In 1986 Scientific American drew attention to this visual of space junk tracked by NORAD, 7,000 spent rocket debris and the 40,000 objects with a diameter of 10 centimeters or more. I used this visual in many of my presentations in the 1980s and in Paradigms in Progress (1991), making the point that not only was space junk a result of our wasteful, “rearview mirror” industrial paradigm, and that even debris the size of the paint flake which damaged the space shuttle Challenger’s windshield in 1984 could, at orbital speeds endanger future satellites and space travel.
Since then, billions have been contracted to companies offering ways to clean up or corral additional accumulated space junk, with little success. Space has been increasingly militarized and used for satellite-based communications and internet service, with Intelsat’s 59 satellites and those of other countries providing today’s global connectivity.
Recently, the US Federal Communications Commission gave permission to Elon Musk’s SpaceX to set up a vast network, Starlink, of low-orbiting communication satellites, ostensibly to bring the world’s poor 3.5 billion people internet access. Closer examination seems to show that only rich business interests seeking higher-speed communications, including Wall Street’s big banks and high-frequency traders implicated in “flash crashes” will be customers.

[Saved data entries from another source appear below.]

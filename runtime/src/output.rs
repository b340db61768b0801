//! Output formatting for patterns, drafts and automation results.

use automate_core::{
    Attribute, Automation, AutomationKind, CommandExecutionResult, CommandOutcome, DraftDefinition,
    DraftItem, DraftItemKind, DraftTree, Element, MigrationResult, Pattern,
};
use serde::Serialize;

use crate::error::{Result, RuntimeError};

/// Supported output formats.
#[derive(Debug, Clone, Copy, PartialEq, Eq)]
pub enum OutputFormat {
    Json,
    Yaml,
    Markdown,
}

/// Formats a pattern in the requested output format.
pub fn format_pattern(pattern: &Pattern, format: OutputFormat) -> Result<String> {
    match format {
        OutputFormat::Markdown => Ok(pattern_to_markdown(pattern)),
        _ => serialize(pattern, format),
    }
}

/// Formats a draft in the requested output format.
pub fn format_draft(draft: &DraftDefinition, format: OutputFormat) -> Result<String> {
    match format {
        OutputFormat::Markdown => Ok(draft_to_markdown(draft)),
        _ => serialize(draft, format),
    }
}

/// Formats an upgrade result in the requested output format.
pub fn format_migration(result: &MigrationResult, format: OutputFormat) -> Result<String> {
    match format {
        OutputFormat::Markdown => Ok(migration_to_markdown(result)),
        _ => serialize(result, format),
    }
}

/// Formats a launch point execution log in the requested output format.
pub fn format_execution(result: &CommandExecutionResult, format: OutputFormat) -> Result<String> {
    match format {
        OutputFormat::Markdown => Ok(execution_to_markdown(result)),
        _ => serialize(result, format),
    }
}

fn serialize<T: Serialize>(value: &T, format: OutputFormat) -> Result<String> {
    match format {
        OutputFormat::Yaml => serde_yaml::to_string(value)
            .map_err(|e| RuntimeError::Serialization(format!("YAML serialization failed: {e}"))),
        _ => serde_json::to_string_pretty(value)
            .map_err(|e| RuntimeError::Serialization(format!("JSON serialization failed: {e}"))),
    }
}

fn pattern_to_markdown(pattern: &Pattern) -> String {
    let mut out = String::new();

    out.push_str(&format!("# {}\n\n", pattern.name()));
    out.push_str(&format!("**Version:** {}\n\n", pattern.toolkit_version));
    if let Some(ref desc) = pattern.root.description {
        out.push_str(&format!("{desc}\n\n"));
    }

    out.push_str("## Structure\n\n");
    element_to_markdown(pattern, &pattern.root, 0, &mut out);
    out.push('\n');

    let mut templates = Vec::new();
    pattern
        .root
        .walk(&mut |element| templates.extend(element.code_templates.iter()));
    if !templates.is_empty() {
        out.push_str("## Code Templates\n\n");
        out.push_str("| Template | Source |\n");
        out.push_str("|----------|--------|\n");
        for template in templates {
            out.push_str(&format!(
                "| `{}` | {} |\n",
                template.name, template.original_file_path
            ));
        }
        out.push('\n');
    }

    out
}

fn element_to_markdown(pattern: &Pattern, element: &Element, depth: usize, out: &mut String) {
    let indent = "  ".repeat(depth);
    let mut flags = vec![format!("{:?}", element.cardinality)];
    if element.auto_create {
        flags.push("auto-created".into());
    }
    out.push_str(&format!("{indent}- **{}** ({})\n", element.name, flags.join(", ")));

    let inner = "  ".repeat(depth + 1);
    for attribute in &element.attributes {
        out.push_str(&format!("{inner}- {}\n", attribute_summary(attribute)));
    }
    for automation in &element.automation {
        out.push_str(&format!("{inner}- {}\n", automation_summary(automation, pattern)));
    }
    for child in &element.elements {
        element_to_markdown(pattern, child, depth + 1, out);
    }
}

fn attribute_summary(attribute: &Attribute) -> String {
    let mut text = format!("`{}`: {}", attribute.name, attribute.data_type);
    if attribute.is_required {
        text.push_str(", required");
    }
    if let Some(ref default) = attribute.default_value {
        text.push_str(&format!(", default `{default}`"));
    }
    if !attribute.choices.is_empty() {
        text.push_str(&format!(", one of {}", attribute.choices.join(" | ")));
    }
    text
}

/// Commands and templates are looked up pattern-wide, since a launch point
/// may reference automation declared on any element.
fn automation_summary(automation: &Automation, pattern: &Pattern) -> String {
    match &automation.kind {
        AutomationKind::CodeTemplateCommand(command) => {
            let template = pattern
                .find_code_template(&command.code_template_id)
                .map_or(command.code_template_id.as_str(), |t| t.name.as_str());
            let once = if command.is_one_off { ", one-off" } else { "" };
            format!(
                "_template_ `{}`: `{template}` to `{}`{once}",
                automation.name, command.file_path
            )
        }
        AutomationKind::CliCommand(command) => match command.arguments {
            Some(ref args) => format!(
                "_cli_ `{}`: `{} {args}`",
                automation.name, command.application_name
            ),
            None => format!("_cli_ `{}`: `{}`", automation.name, command.application_name),
        },
        AutomationKind::CommandLaunchPoint(launch) => {
            let names: Vec<String> = launch
                .command_ids()
                .iter()
                .map(|id| {
                    pattern
                        .find_automation(id)
                        .map_or_else(|| id.to_string(), |command| command.name.clone())
                })
                .collect();
            format!("_launch point_ `{}`: {}", automation.name, names.join(", "))
        }
    }
}

fn draft_to_markdown(draft: &DraftDefinition) -> String {
    let mut out = String::new();

    out.push_str(&format!("# {}\n\n", draft.name));
    out.push_str(&format!(
        "**Toolkit:** {} {}\n\n",
        draft.toolkit.name(),
        draft.version()
    ));
    item_to_markdown(&draft.tree, draft.tree.root(), 0, &mut out);
    out
}

fn item_to_markdown(tree: &DraftTree, item: &DraftItem, depth: usize, out: &mut String) {
    let indent = "  ".repeat(depth);
    match item.kind() {
        DraftItemKind::Attribute => match item.value() {
            Some(value) => out.push_str(&format!("{indent}- {} = `{value}`\n", item.name())),
            None => out.push_str(&format!("{indent}- {} (no value)\n", item.name())),
        },
        DraftItemKind::Collection => {
            let entries = tree.collection_items(item.id());
            out.push_str(&format!("{indent}- **{}** [{}]\n", item.name(), entries.len()));
            for entry in entries {
                item_to_markdown(tree, entry, depth + 1, out);
            }
        }
        DraftItemKind::CollectionItem => {
            out.push_str(&format!("{indent}- `{}`\n", item.id()));
            for child in tree.children(item.id()) {
                item_to_markdown(tree, child, depth + 1, out);
            }
        }
        DraftItemKind::Pattern | DraftItemKind::Element => {
            if !item.is_materialised() {
                out.push_str(&format!("{indent}- **{}** (not materialised)\n", item.name()));
                return;
            }
            out.push_str(&format!("{indent}- **{}**\n", item.name()));
            for child in tree.children(item.id()) {
                item_to_markdown(tree, child, depth + 1, out);
            }
        }
    }
}

fn migration_to_markdown(result: &MigrationResult) -> String {
    let mut out = String::new();

    let status = if result.is_success() { "succeeded" } else { "failed" };
    out.push_str(&format!("# Upgrade {status}\n\n"));
    if !result.changes().is_empty() {
        out.push_str("| Kind | Change |\n");
        out.push_str("|------|--------|\n");
        for change in result.changes() {
            out.push_str(&format!("| {:?} | {change} |\n", change.kind));
        }
        out.push('\n');
    }

    out
}

fn execution_to_markdown(result: &CommandExecutionResult) -> String {
    let mut out = String::new();

    out.push_str(&format!("# {}\n\n", result.launch_point));
    if result.entries.is_empty() {
        out.push_str("No materialised owners.\n");
        return out;
    }
    out.push_str("| Command | Target | Outcome | Message |\n");
    out.push_str("|---------|--------|---------|---------|\n");
    for entry in &result.entries {
        let outcome = match entry.outcome {
            CommandOutcome::Succeeded => "ok",
            CommandOutcome::Failed => "failed",
        };
        let message = entry.message.replace('\n', "<br>");
        out.push_str(&format!(
            "| `{}` | `{}` | {outcome} | {message} |\n",
            entry.command_name, entry.target
        ));
    }

    out
}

Initially, Starlink will consist of 4425 satellites orbiting between 1100 and 1300 kilometers up, so as not to collide with the communications satellites currently in orbit further out into space. Each Starlink satellite will only last a few years, so SpaceX will need to launch new ones every few weeks to replace the dead ones, according to Hugh Lewis who represents the UK Space Agency on the International Space Debris Coordinating Committee. Lewis opines that “Musk is raising money for the Mars program” (The Economist, 10, Nov.2018).

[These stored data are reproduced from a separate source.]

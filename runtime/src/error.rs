//! Error types for automation runtime operations.
//!
//! Covers template syntax and transform failures, file access, external
//! process failures and errors surfaced from the core.

use automate_core::AutomateError;
use thiserror::Error;

/// Errors that can occur while running automation.
#[derive(Debug, Error)]
pub enum RuntimeError {
    /// File I/O failure on a specific path.
    #[error("I/O error on '{path}': {source}")]
    Io {
        path: String,
        #[source]
        source: std::io::Error,
    },

    /// Malformed placeholder in a template.
    #[error("syntax error in {description} at {line}:{column}: {message}")]
    Syntax {
        description: String,
        line: usize,
        column: usize,
        message: String,
    },

    /// A well-formed placeholder that could not be rendered.
    #[error("transform error in {description} at {line}:{column}: {message}")]
    Transform {
        description: String,
        line: usize,
        column: usize,
        message: String,
    },

    /// A relative path that would leave the directory it is joined onto.
    #[error("path '{path}' escapes its root: {reason}")]
    PathOutsideRoot { path: String, reason: String },

    /// Arguments could not be split into words.
    #[error("invalid arguments '{arguments}': {reason}")]
    InvalidArguments { arguments: String, reason: String },

    /// The application could not be found on the search path.
    #[error("application '{0}' was not found")]
    ApplicationNotFound(String),

    /// The application ran but reported failure.
    #[error("application '{application}' failed: {message}")]
    ApplicationFailed { application: String, message: String },

    /// The application did not exit within the hang timeout.
    #[error("application '{application}' did not exit within {timeout_ms}ms")]
    ApplicationTimeout { application: String, timeout_ms: u128 },

    /// The automation kind cannot run as a single command.
    #[error("automation '{0}' cannot be executed as a command")]
    UnsupportedCommand(String),

    /// JSON or YAML rendering failure.
    #[error("serialization failed: {0}")]
    Serialization(String),

    /// Error raised by the core.
    #[error(transparent)]
    Core(#[from] AutomateError),
}

impl RuntimeError {
    pub(crate) fn io(path: impl AsRef<std::path::Path>, source: std::io::Error) -> Self {
        Self::Io {
            path: path.as_ref().display().to_string(),
            source,
        }
    }
}

/// Convenience alias for results with [`RuntimeError`].
pub type Result<T> = std::result::Result<T, RuntimeError>;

Other companies are competing to launch additional cheap, small, low-orbiting satellites, including Alphabet’s Project Loon, 03B Networks, OneWeb, Amazon’s Blue Rocket, as well as those offering propulsion systems for the launches, including Apollo Fusion with Silicon Valley investors led by Reid Hoffman, which plans to use mercury as a fuel. NASA began moving away from mercury as a fuel in the 1970s due to its toxicity and the US has been tightening rules on the use of mercury for two decades. Bloomberg BusinessWeek reports the danger of using mercury to propel these satellites due to their low altitude (300 to 1200 kilometers above the Earth), quoting Prof. Steve Brooks of the University of Tennessee “It’s a very heavy element that is not going to escape Earth’s gravity. Almost all the mercury you put up there will find its way back down”. Prof. Dan Jaffe of the University of Washington adds “Using a toxic chemical that we’re spending billions of dollars to clean up is probably a dumb idea” (Nov 20, 2018, p.22).

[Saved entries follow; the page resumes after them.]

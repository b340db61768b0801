//! Live draft instance trees.
//!
//! A [`DraftTree`] mirrors a [`Pattern`]: every element and attribute has a
//! corresponding [`DraftItem`] from the moment its owner exists, but only
//! materialised items hold values. Collections grow an ordered list of
//! independently materialised items.
//!
//! Items live in an arena keyed by [`Id`]. Ownership runs strictly top-down
//! through `properties` and `items`; the `parent` link is a plain id used for
//! navigation only.
//!
//! # Example
//!
//! ```
//! use automate_core::*;
//!
//! let mut pattern = Pattern::new("Api");
//! pattern.root.attributes.push(Attribute::new("Port", AttributeDataType::Int).with_default("80"));
//! pattern.root.elements.push(
//!     Element::new("Route")
//!         .with_cardinality(Cardinality::ZeroOrMany)
//!         .with_attribute(Attribute::new("Path", AttributeDataType::String)),
//! );
//!
//! let mut tree = DraftTree::new(&pattern).unwrap();
//! let root = tree.root_id().clone();
//! assert_eq!(
//!     tree.get_property(&root, "Port").unwrap().value(),
//!     Some(&AttributeValue::Int(80))
//! );
//!
//! let routes = tree.get(&root).unwrap().property("Route").unwrap().clone();
//! let route = tree.materialise_collection_item(&pattern, &routes).unwrap();
//! tree.set_property(&pattern, &route, "Path", "/health").unwrap();
//! assert_eq!(tree.path_of(&route), format!("{{Api.Route.{route}}}"));
//! ```

mod document;
mod materialise;
mod validate;

use std::collections::HashMap;

use indexmap::IndexMap;
use serde::{Deserialize, Serialize};

use crate::error::{AutomateError, Result};
use crate::path;
use crate::types::{Attribute, Element, Pattern};
use crate::value::AttributeValue;
use crate::Id;

pub use document::DraftDocument;
pub use validate::DraftViolation;

/// What kind of schema node a draft item stands for.
#[derive(Debug, Clone, Copy, PartialEq, Eq, Hash, Serialize, Deserialize)]
pub enum DraftItemKind {
    /// The draft root, mirroring the pattern; always materialised.
    Pattern,
    /// A singular element.
    Element,
    /// The container of a collection element; holds `items`, no properties.
    Collection,
    /// One entry of a collection.
    CollectionItem,
    Attribute,
}

impl DraftItemKind {
    /// Kinds that own named properties.
    pub fn has_properties(&self) -> bool {
        matches!(self, Self::Pattern | Self::Element | Self::CollectionItem)
    }
}

/// One node of a draft's instance tree.
#[derive(Debug, Clone, PartialEq)]
pub struct DraftItem {
    pub(crate) id: Id,
    pub(crate) name: String,
    pub(crate) schema_id: Id,
    pub(crate) kind: DraftItemKind,
    pub(crate) value: Option<AttributeValue>,
    pub(crate) properties: IndexMap<String, Id>,
    pub(crate) items: Vec<Id>,
    pub(crate) is_materialised: bool,
    pub(crate) parent: Option<Id>,
}

impl DraftItem {
    fn new(name: &str, schema_id: &Id, kind: DraftItemKind, parent: Option<Id>) -> Self {
        Self {
            id: Id::generate(),
            name: name.to_string(),
            schema_id: schema_id.clone(),
            kind,
            value: None,
            properties: IndexMap::new(),
            items: Vec::new(),
            is_materialised: false,
            parent,
        }
    }

    pub fn id(&self) -> &Id {
        &self.id
    }

    /// Name of the schema node this item mirrors.
    pub fn name(&self) -> &str {
        &self.name
    }

    /// Id of the schema node this item mirrors.
    pub fn schema_id(&self) -> &Id {
        &self.schema_id
    }

    pub fn kind(&self) -> DraftItemKind {
        self.kind
    }

    pub fn value(&self) -> Option<&AttributeValue> {
        self.value.as_ref()
    }

    pub fn is_materialised(&self) -> bool {
        self.is_materialised
    }

    pub fn parent(&self) -> Option<&Id> {
        self.parent.as_ref()
    }

    /// Child item id by schema name.
    pub fn property(&self, name: &str) -> Option<&Id> {
        self.properties.get(name)
    }

    /// Child names in schema declaration order.
    pub fn property_names(&self) -> impl Iterator<Item = &str> {
        self.properties.keys().map(String::as_str)
    }

    /// Collection entries in insertion order; empty for non-collections.
    pub fn items(&self) -> &[Id] {
        &self.items
    }
}

/// Arena-backed instance tree of one draft.
#[derive(Debug, Clone, PartialEq, Serialize, Deserialize)]
#[serde(into = "DraftDocument", try_from = "DraftDocument")]
pub struct DraftTree {
    pub(crate) root: Id,
    pub(crate) nodes: HashMap<Id, DraftItem>,
}

impl DraftTree {
    /// Builds the tree for `pattern` with the root materialised.
    ///
    /// Root attributes take their defaults and auto-create elements are
    /// materialised recursively.
    ///
    /// # Errors
    ///
    /// Returns [`AutomateError::ValueCoercion`] if a default value does not
    /// parse as its attribute's data type.
    pub fn new(pattern: &Pattern) -> Result<Self> {
        let mut tree = Self {
            root: Id::from(""),
            nodes: HashMap::new(),
        };
        let root = tree.insert_element(&pattern.root, DraftItemKind::Pattern, None);
        tree.root = root.clone();
        if let Some(item) = tree.nodes.get_mut(&root) {
            item.is_materialised = true;
        }
        tree.materialise_children(pattern, &root)?;
        Ok(tree)
    }

    pub fn root_id(&self) -> &Id {
        &self.root
    }

    pub fn root(&self) -> &DraftItem {
        &self.nodes[&self.root]
    }

    pub fn get(&self, id: &Id) -> Option<&DraftItem> {
        self.nodes.get(id)
    }

    /// Like [`get`](Self::get) but fails with
    /// [`AutomateError::DraftItemNotFound`].
    pub fn item(&self, id: &Id) -> Result<&DraftItem> {
        self.nodes
            .get(id)
            .ok_or_else(|| AutomateError::DraftItemNotFound(id.clone()))
    }

    pub(crate) fn item_mut(&mut self, id: &Id) -> Result<&mut DraftItem> {
        self.nodes
            .get_mut(id)
            .ok_or_else(|| AutomateError::DraftItemNotFound(id.clone()))
    }

    pub fn contains(&self, id: &Id) -> bool {
        self.nodes.contains_key(id)
    }

    /// Number of items in the arena, materialised or not.
    pub fn len(&self) -> usize {
        self.nodes.len()
    }

    pub fn is_empty(&self) -> bool {
        self.nodes.is_empty()
    }

    /// Direct property children of an item, in declaration order.
    pub fn children(&self, id: &Id) -> Vec<&DraftItem> {
        self.nodes
            .get(id)
            .map(|item| {
                item.properties
                    .values()
                    .filter_map(|child| self.nodes.get(child))
                    .collect()
            })
            .unwrap_or_default()
    }

    /// Entries of a collection, in insertion order.
    pub fn collection_items(&self, id: &Id) -> Vec<&DraftItem> {
        self.nodes
            .get(id)
            .map(|item| {
                item.items
                    .iter()
                    .filter_map(|entry| self.nodes.get(entry))
                    .collect()
            })
            .unwrap_or_default()
    }

    /// Parents of an item from the nearest up to the root.
    pub fn ancestors(&self, id: &Id) -> Vec<&DraftItem> {
        let mut ancestors = Vec::new();
        let mut current = self.nodes.get(id).and_then(|item| item.parent.as_ref());
        while let Some(parent_id) = current {
            match self.nodes.get(parent_id) {
                Some(parent) => {
                    ancestors.push(parent);
                    current = parent.parent.as_ref();
                }
                None => break,
            }
        }
        ancestors
    }

    /// Ids of the item and everything below it, parents first.
    pub fn descendants(&self, id: &Id) -> Vec<Id> {
        let mut found = Vec::new();
        let mut stack = vec![id.clone()];
        while let Some(current) = stack.pop() {
            if let Some(item) = self.nodes.get(&current) {
                let children = item.properties.values().chain(item.items.iter());
                let mut pending: Vec<Id> = children.cloned().collect();
                pending.reverse();
                stack.extend(pending);
                found.push(current);
            }
        }
        found
    }

    /// Fully qualified bracket expression of an item, with collection item
    /// ids in place of their names.
    pub fn path_of(&self, id: &Id) -> String {
        let mut segments = Vec::new();
        let mut current = self.nodes.get(id);
        while let Some(item) = current {
            match item.kind {
                DraftItemKind::CollectionItem => segments.push(item.id.as_str()),
                _ => segments.push(item.name.as_str()),
            }
            current = item.parent.as_ref().and_then(|parent| self.nodes.get(parent));
        }
        segments.reverse();
        format!("{{{}}}", segments.join("."))
    }

    /// Resolves a fully qualified expression from the root.
    ///
    /// # Errors
    ///
    /// Returns [`AutomateError::InvalidExpression`] only for malformed
    /// expressions; a path that matches nothing yields `Ok(None)`.
    pub fn resolve(&self, expression: &str) -> Result<Option<&DraftItem>> {
        path::resolve_draft(self, expression)
    }

    /// Resolves an expression relative to `from`, allowing `parent` steps.
    pub fn resolve_relative(&self, from: &Id, expression: &str) -> Result<Option<&DraftItem>> {
        path::resolve_relative(self, from, expression)
    }

    pub(crate) fn insert_element(
        &mut self,
        element: &Element,
        kind: DraftItemKind,
        parent: Option<Id>,
    ) -> Id {
        let mut item = DraftItem::new(&element.name, &element.id, kind, parent);
        let id = item.id.clone();
        if kind.has_properties() {
            for attribute in &element.attributes {
                let child = self.insert_attribute(attribute, Some(id.clone()));
                item.properties.insert(attribute.name.clone(), child);
            }
            for child_element in &element.elements {
                let child = self.insert_child_element(child_element, id.clone());
                item.properties.insert(child_element.name.clone(), child);
            }
        }
        self.nodes.insert(id.clone(), item);
        id
    }

    pub(crate) fn insert_child_element(&mut self, element: &Element, parent: Id) -> Id {
        let kind = if element.is_collection() {
            DraftItemKind::Collection
        } else {
            DraftItemKind::Element
        };
        self.insert_element(element, kind, Some(parent))
    }

    pub(crate) fn insert_attribute(&mut self, attribute: &Attribute, parent: Option<Id>) -> Id {
        let item = DraftItem::new(
            &attribute.name,
            &attribute.id,
            DraftItemKind::Attribute,
            parent,
        );
        let id = item.id.clone();
        self.nodes.insert(id.clone(), item);
        id
    }

    /// Drops an item and its descendants from the arena without detaching
    /// it from its parent.
    pub(crate) fn remove_subtree(&mut self, id: &Id) {
        for descendant in self.descendants(id) {
            self.nodes.remove(&descendant);
        }
    }
}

So how much internet access are the planet’s 3.5 billion poor people going to get out of all this new activity? Very little, it seems, since the markets are those who want higher-speed communications to enhance trading speeds, efficiency and profitability. New revelations about the unanticipated dangers of social media propagandizing “fake news” and sowing hatred, racism, misogyny and political revolts are now well-known. We now know that social media and internet connectivity cannot provide a genuine “public square” for debates while running for profit, using advertising and exploiting their users’ personal data. So why are we risking further proliferation of space junk and dangers of collisions with existing satellites and even eventually closing the window for further space exploration for such dubious, short-term, private profit goals?
The US Office of Technology Assessment (OTA) operated from 1974 until 1996 to assess such long term social and environmental consequences of technological choices. This OTA long term view of many unwise, unsustainable technologies drew fire from special interests and Congress slayed their messenger in 1996. Today, with so many new technologies leaving so many citizens behind and societies experiencing future shocks, like those I describe, over 40 Congress members are calling for re-funding OTA. All it’s ground-breaking reports are free downloads at the University of Florida Press Digital Library.“An Assessment of Technology for Local Development” originally published in 1980 and helped launch the “small is beautiful” green Solar Age technologies is also free at www.ethicalmarkets.com
Full disclosure: Hazel Henderson, CEO of Ethical Markets Media, Certified B. Corporation, publishers of the Green Transition Scoreboard® also served on OTA’s Technology Assessment Advisory Council from 1974 until 1980.